The format of his blog, though simple in concept, was highly unusual in practice: centered on his own postings, but selecting, editing, and posting reader comments to create what could be very extended dialogues. I see him as a Socratic figure, fleshing out a living philosophy through continuous dialogue with readers and fellow writers without ever sketching out a system. (The analogy to Socrates, who left no written works, is strained by the fact that nearly all of Mr. Auster’s “dialogues” took place in the printed, though fluid, format of the Internet. But a present-day Socrates would probably be a blogger.) This approach had its drawbacks, but clearly was perfect for him, and attracted and engaged many readers of high intellectual caliber.
An aspect of his thought that doubtless helped him to reach me was his patriotic American approach. I had not and still have not worked through some of the religious questions that might separate me from full-fledged Christian traditionalists, but I had inherited from my parents exactly the same love of America that was the starting point for Mr. Auster’s work. Though I had always appreciated American freedom, this patriotic feeling was submerged and forgotten for much of my adult life. Following the shock of 9/11, I was ready to wake up, and there was Mr. Auster’s site, View From the Right – amnation.com, the American Nation. The level of national identity was the right level for me to begin my journey to a return to traditional values. It is ironic and in some sense, perhaps, fitting that Auster ended his career with the conviction that the historic nation of the United States of America was gone and not coming back. I concur with him on this, but it leaves us with the question of what to do with the issue of national identity. America is dead, but there are still a couple hundred million Americans.
Some commenters have used words like “quarrelsome” and “irascible” to describe Mr. Auster’s personality. As far as I know, this reputation comes from the online persona, not the private person, who seems to have been soft-spoken, a respectful listener, and gentlemanly – if also utterly blunt and honest. (Perhaps someone versed in astrology can explain this unusual combination.) VFR thrived on conflict with the larger liberal society and its supporters, and Mr. Auster’s harsh criticisms of mainstream conservatives and “jihad critics” were necessary, even if they won him few friends. On the other hand, he was not blame-free in some of the disputes with friendly correspondents that ended badly. Extremely concerned with defending himself and his positions, he sometimes missed the effect his words might have on the other party.
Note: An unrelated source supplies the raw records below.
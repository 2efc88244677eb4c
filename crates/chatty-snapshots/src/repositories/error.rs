use thiserror::Error;

#[derive(Debug, Error)]
pub enum StoreError {
    #[error("IO error: {0}")]
    Io(#[from] std::io::Error),

    #[error("Serialization error: {0}")]
    Serialization(#[from] serde_json::Error),

    #[error("Store initialization failed: {message}")]
    InitializationError { message: String },

    #[error("Message not found: {message_id}")]
    NotFound { message_id: String },

    #[error("No active character")]
    NoActiveCharacter,

    #[error("Operation not supported by this store: {operation}")]
    Unsupported { operation: &'static str },

    #[error("Store rejected the request: {message}")]
    Rejected { message: String },
}

pub type StoreResult<T> = Result<T, StoreError>;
These musings on Lawrence Auster still do not get at the tremendous vitality and passion that permeated his writing. His love of the West and righteous anger at its destruction, his intense interest in ideas and in the world – everything was personal to him and engaged the reader personally. During his final illness, he amazed me with deeply personal pieces of writing documenting his ordeals and revealing aspects of his life about which he had previously been silent, and shared messages of support from his readers which, for me, were comforting in showing how many others had had their lives changed by his writing. I am glad that he found a kind of happiness as he faced death surrounded by loved ones, and glad that he has left his legacy of work in the capable and faithful hands of Laura Wood. I still can’t believe that no new postings are forthcoming at View From the Right. An era has passed. A great hero has fallen. For the rest of us, our work continues.